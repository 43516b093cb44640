//! Mixing many track graphs into one master output.

use crate::animation::AnimationSampler;
use crate::buffer::AudioBuffer;
use crate::math::{add_with_gain, apply_limiter};
use crate::time::{Time, TimeRange};

use super::builder::AudioGraph;
use super::error::GraphError;

/// Master limiter threshold (linear).
pub const LIMITER_THRESHOLD: f32 = 1.0;
/// Master limiter ratio.
pub const LIMITER_RATIO: f32 = 10.0;

/// Channels of the master output.
pub const MASTER_CHANNELS: usize = 2;

/// One timeline track: a graph plus the timeline span where it is audible.
#[derive(Debug)]
pub struct Track {
    name: String,
    graph: AudioGraph,
    extent: TimeRange,
}

impl Track {
    /// Creates a track. `extent` is the timeline range the graph covers;
    /// outside it the graph is never asked for samples.
    pub fn new(name: impl Into<String>, graph: AudioGraph, extent: TimeRange) -> Self {
        Self {
            name: name.into(),
            graph,
            extent,
        }
    }

    /// Display name.
    pub fn name(&self) -> &str {
        &self.name
    }

    /// Timeline range the track covers.
    pub fn extent(&self) -> TimeRange {
        self.extent
    }

    /// The track's graph.
    pub fn graph(&self) -> &AudioGraph {
        &self.graph
    }

    /// Mutable access to the track's graph.
    pub fn graph_mut(&mut self) -> &mut AudioGraph {
        &mut self.graph
    }
}

/// Renders a set of tracks into a limited stereo master.
///
/// For each window, tracks whose extent does not intersect it are skipped;
/// the rest are rendered at the project rate, folded to stereo (mono is
/// duplicated, extra channels dropped), summed, and run through the master
/// limiter.
#[derive(Debug)]
pub struct Composer {
    sample_rate: u32,
    tracks: Vec<Track>,
}

impl Composer {
    /// Creates an empty composer rendering at `sample_rate`.
    pub fn new(sample_rate: u32) -> Self {
        Self {
            sample_rate: sample_rate.max(1),
            tracks: Vec::new(),
        }
    }

    /// Project sample rate.
    pub fn sample_rate(&self) -> u32 {
        self.sample_rate
    }

    /// Adds a track.
    pub fn add_track(&mut self, track: Track) {
        self.tracks.push(track);
    }

    /// All tracks, in mixing order.
    pub fn tracks(&self) -> &[Track] {
        &self.tracks
    }

    /// Mutable tracks.
    pub fn tracks_mut(&mut self) -> &mut [Track] {
        &mut self.tracks
    }

    /// End of the last track, or zero without tracks.
    pub fn duration(&self) -> Time {
        self.tracks
            .iter()
            .map(|t| t.extent.end())
            .max()
            .unwrap_or(Time::ZERO)
    }

    /// Renders `range` of the timeline.
    pub fn render(&mut self, range: TimeRange, sampler: &dyn AnimationSampler) -> Result<AudioBuffer, GraphError> {
        let rate = self.sample_rate;
        let frames = range.sample_count(rate);
        let mut master = AudioBuffer::new(MASTER_CHANNELS, rate, frames);
        if frames == 0 {
            return Ok(master);
        }

        for track in &mut self.tracks {
            if !track.extent.intersects(&range) {
                #[cfg(feature = "tracing")]
                tracing::debug!(track = %track.name, %range, "Composer: track outside window, skipped");
                continue;
            }
            let buffer = track.graph.render(range, rate, sampler)?;
            let stereo = buffer.with_channel_count(MASTER_CHANNELS);
            for ch in 0..MASTER_CHANNELS {
                add_with_gain(stereo.channel(ch), master.channel_mut(ch), 1.0);
            }
        }

        for channel in master.channels_mut() {
            apply_limiter(channel, LIMITER_THRESHOLD, LIMITER_RATIO);
        }
        Ok(master)
    }

    /// Releases the DSP state of every track.
    pub fn dispose(&mut self) {
        for track in &mut self.tracks {
            track.graph.dispose();
        }
    }
}

#[cfg(test)]
mod tests {
    use super::*;
    use crate::animation::KeyFrameSampler;
    use crate::graph::builder::GraphBuilder;
    use crate::graph::nodes::ClipNode;
    use crate::graph::test_util::Constant;

    fn clip_track(value: f32, channels: usize, start_ms: i64, duration_ms: i64) -> Track {
        let start = Time::from_millis(start_ms);
        let duration = Time::from_millis(duration_ms);
        let graph = GraphBuilder::new(Constant::new(channels, value))
            .then(ClipNode::new(start, duration))
            .build();
        Track::new("t", graph, TimeRange::new(start, duration))
    }

    #[test]
    fn test_sums_tracks_in_stereo() {
        let mut composer = Composer::new(1000);
        composer.add_track(clip_track(0.25, 1, 0, 10));
        composer.add_track(clip_track(0.5, 2, 2, 10));
        let out = composer
            .render(TimeRange::new(Time::ZERO, Time::from_millis(4)), &KeyFrameSampler)
            .unwrap();
        assert_eq!(out.channel_count(), 2);
        assert_eq!(out.channel(0), &[0.25, 0.25, 0.75, 0.75]);
        assert_eq!(out.channel(1), &[0.25, 0.25, 0.75, 0.75]);
    }

    #[test]
    fn test_skips_tracks_outside_the_window() {
        let mut composer = Composer::new(1000);
        composer.add_track(clip_track(0.5, 2, 100, 10));
        // A clip asked for a disjoint range would fail; the composer never asks.
        let out = composer
            .render(TimeRange::new(Time::ZERO, Time::from_millis(5)), &KeyFrameSampler)
            .unwrap();
        assert!(out.channel(0).iter().all(|s| *s == 0.0));
        assert_eq!(composer.duration(), Time::from_millis(110));
    }

    #[test]
    fn test_master_is_limited() {
        let mut composer = Composer::new(1000);
        composer.add_track(clip_track(0.9, 2, 0, 10));
        composer.add_track(clip_track(0.9, 2, 0, 10));
        let out = composer
            .render(TimeRange::new(Time::ZERO, Time::from_millis(5)), &KeyFrameSampler)
            .unwrap();
        for &s in out.channel(0) {
            assert!(s < 1.8 && s > 1.0, "{s}");
        }
    }
}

■ ■ ■ ■ ■

» Task item
Filter the data for the string "struct". Copy each matching line.

» Completed task
pub struct Track {
pub struct Composer {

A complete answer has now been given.